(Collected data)
//! Batched calibration loader.
//!
//! Wraps a calibration dataset in a batched stream with a seeded sampling
//! order. Partial trailing batches are kept, and input columns the target
//! model's forward computation does not declare are filtered out before
//! batching.

use ndarray::{stack, Axis};
use rand::prelude::*;
use rand::rngs::StdRng;

use crate::calibration::dataset::{CalibrationDataset, SampleBatch, TensorData};
use crate::error::{CuantizarError, Result};

/// Configuration for the calibration loader.
#[derive(Clone, Debug)]
pub struct CalibrationLoaderConfig {
    batch_size: usize,
    seed: u64,
    filter_columns: bool,
}

impl Default for CalibrationLoaderConfig {
    fn default() -> Self {
        Self { batch_size: 1, seed: 42, filter_columns: true }
    }
}

impl CalibrationLoaderConfig {
    /// Create a configuration with default values.
    pub fn new() -> Self {
        Self::default()
    }

    /// Set the batch size (minimum 1).
    pub fn with_batch_size(mut self, batch_size: usize) -> Self {
        self.batch_size = batch_size.max(1);
        self
    }

    /// Set the sampling seed.
    pub fn with_seed(mut self, seed: u64) -> Self {
        self.seed = seed;
        self
    }

    /// Toggle column filtering against the model signature.
    pub fn with_filter_columns(mut self, enabled: bool) -> Self {
        self.filter_columns = enabled;
        self
    }

    /// Get the batch size.
    pub fn batch_size(&self) -> usize {
        self.batch_size
    }

    /// Get the seed.
    pub fn seed(&self) -> u64 {
        self.seed
    }
}

/// Result of loading: batched inputs plus any degraded-mode warnings.
#[derive(Clone, Debug)]
pub struct LoadedCalibration {
    /// Stacked input batches in sampling order.
    pub batches: Vec<SampleBatch>,
    /// Warnings raised while loading (execution continued).
    pub warnings: Vec<String>,
}

/// Batched calibration loader.
#[derive(Clone, Debug, Default)]
pub struct CalibrationLoader {
    config: CalibrationLoaderConfig,
}

impl CalibrationLoader {
    /// Create a loader.
    pub fn new(config: CalibrationLoaderConfig) -> Self {
        Self { config }
    }

    /// Get the configuration.
    pub fn config(&self) -> &CalibrationLoaderConfig {
        &self.config
    }

    /// Build batches from a dataset, filtering columns against the model's
    /// declared forward parameters.
    ///
    /// The sampling order is a seeded permutation; the same seed yields the
    /// same batch sequence. No partial batch is dropped.
    pub fn load(
        &self,
        dataset: &CalibrationDataset,
        signature_columns: &[String],
    ) -> Result<LoadedCalibration> {
        let mut warnings = Vec::new();

        let filter = if !self.config.filter_columns {
            false
        } else if dataset.column_names().is_none() {
            warnings.push(
                "column filtering disabled as the calibration dataset exposes no column metadata"
                    .to_string(),
            );
            false
        } else {
            true
        };

        let mut order: Vec<usize> = (0..dataset.len()).collect();
        let mut rng = StdRng::seed_from_u64(self.config.seed);
        order.shuffle(&mut rng);

        let mut batches = Vec::with_capacity(order.len().div_ceil(self.config.batch_size));
        for chunk in order.chunks(self.config.batch_size) {
            let mut samples: Vec<SampleBatch> =
                chunk.iter().map(|&i| dataset.samples()[i].clone()).collect();
            if filter {
                for sample in &mut samples {
                    sample.retain_columns(signature_columns);
                }
            }
            batches.push(collate(dataset.name(), &samples)?);
        }

        Ok(LoadedCalibration { batches, warnings })
    }
}

/// Stack per-example tensors into one batch along a new leading axis.
fn collate(dataset_name: &str, samples: &[SampleBatch]) -> Result<SampleBatch> {
    let Some(first) = samples.first() else {
        return Ok(SampleBatch::new());
    };

    let mut batch = SampleBatch::new();
    for (column, head) in &first.columns {
        let mismatch = || CuantizarError::DatasetMaterialization {
            name: dataset_name.to_string(),
            message: format!("column '{column}' is missing or shape-inconsistent across samples"),
        };
        let stacked = match head {
            TensorData::F32(_) => {
                let views = samples
                    .iter()
                    .map(|s| match s.get(column) {
                        Some(TensorData::F32(a)) if a.shape() == head.shape() => Ok(a.view()),
                        _ => Err(mismatch()),
                    })
                    .collect::<Result<Vec<_>>>()?;
                let arr = stack(Axis(0), &views).map_err(|_| mismatch())?;
                TensorData::F32(arr.into_shared())
            }
            TensorData::I64(_) => {
                let views = samples
                    .iter()
                    .map(|s| match s.get(column) {
                        Some(TensorData::I64(a)) if a.shape() == head.shape() => Ok(a.view()),
                        _ => Err(mismatch()),
                    })
                    .collect::<Result<Vec<_>>>()?;
                let arr = stack(Axis(0), &views).map_err(|_| mismatch())?;
                TensorData::I64(arr.into_shared())
            }
        };
        batch.columns.insert(column.clone(), stacked);
    }
    Ok(batch)
}

#[cfg(test)]
mod tests {
    use super::*;

    fn signature() -> Vec<String> {
        vec!["input_ids".to_string(), "attention_mask".to_string()]
    }

    #[test]
    fn test_partial_batches_kept() {
        let dataset = CalibrationDataset::synthetic(10, 4, 1);
        let loader = CalibrationLoader::new(CalibrationLoaderConfig::new().with_batch_size(3));
        let loaded = loader.load(&dataset, &signature()).unwrap();
        assert_eq!(loaded.batches.len(), 4, "10 samples at batch size 3 give 3 full + 1 partial");
        assert_eq!(loaded.batches[0].get("input_ids").unwrap().shape(), &[3, 4]);
        assert_eq!(loaded.batches[3].get("input_ids").unwrap().shape(), &[1, 4]);
    }

    #[test]
    fn test_sampling_order_is_seed_deterministic() {
        let dataset = CalibrationDataset::synthetic(20, 4, 5);
        let loader = CalibrationLoader::new(
            CalibrationLoaderConfig::new().with_batch_size(4).with_seed(11),
        );
        let a = loader.load(&dataset, &signature()).unwrap();
        let b = loader.load(&dataset, &signature()).unwrap();
        assert_eq!(a.batches, b.batches, "same seed must produce the same ordered batches");

        let other = CalibrationLoader::new(
            CalibrationLoaderConfig::new().with_batch_size(4).with_seed(12),
        );
        let c = other.load(&dataset, &signature()).unwrap();
        assert_ne!(a.batches, c.batches);
    }

    #[test]
    fn test_undeclared_columns_filtered() {
        let dataset = CalibrationDataset::synthetic(4, 4, 2);
        let loader = CalibrationLoader::new(CalibrationLoaderConfig::new().with_batch_size(2));
        let loaded = loader.load(&dataset, &["input_ids".to_string()]).unwrap();
        assert!(loaded.warnings.is_empty());
        for batch in &loaded.batches {
            assert!(batch.get("attention_mask").is_none(), "undeclared column must be dropped");
            assert!(batch.get("input_ids").is_some());
        }
    }

    #[test]
    fn test_missing_column_metadata_skips_filtering_with_warning() {
        let samples = CalibrationDataset::synthetic(4, 4, 2).samples().to_vec();
        let dataset = CalibrationDataset::without_column_names("opaque", samples);
        let loader = CalibrationLoader::new(CalibrationLoaderConfig::new());
        let loaded = loader.load(&dataset, &["input_ids".to_string()]).unwrap();
        assert_eq!(loaded.warnings.len(), 1);
        assert!(loaded.warnings[0].contains("column metadata"));
        assert!(
            loaded.batches[0].get("attention_mask").is_some(),
            "filtering must be skipped, not applied blindly"
        );
    }

    #[test]
    fn test_batch_size_zero_clamped_to_one() {
        let config = CalibrationLoaderConfig::new().with_batch_size(0);
        assert_eq!(config.batch_size(), 1);
    }

    #[test]
    fn test_empty_dataset_yields_no_batches() {
        let dataset = CalibrationDataset::new("empty", vec![]);
        let loader = CalibrationLoader::new(CalibrationLoaderConfig::new());
        let loaded = loader.load(&dataset, &signature()).unwrap();
        assert!(loaded.batches.is_empty());
    }

    #[test]
    fn test_shape_mismatch_is_an_error() {
        let mut samples = CalibrationDataset::synthetic(2, 4, 2).samples().to_vec();
        let odd = CalibrationDataset::synthetic(1, 6, 9).samples()[0].clone();
        samples.push(odd);
        let dataset = CalibrationDataset::new("ragged", samples);
        let loader = CalibrationLoader::new(CalibrationLoaderConfig::new().with_batch_size(3));
        assert!(loader.load(&dataset, &signature()).is_err());
    }
}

## EXERCISE
Only the lines containing the string "dropped" are needed; pull them out of the records.

## ANSWER SPACE
    /// same batch sequence. No partial batch is dropped.
            assert!(batch.get("attention_mask").is_none(), "undeclared column must be dropped");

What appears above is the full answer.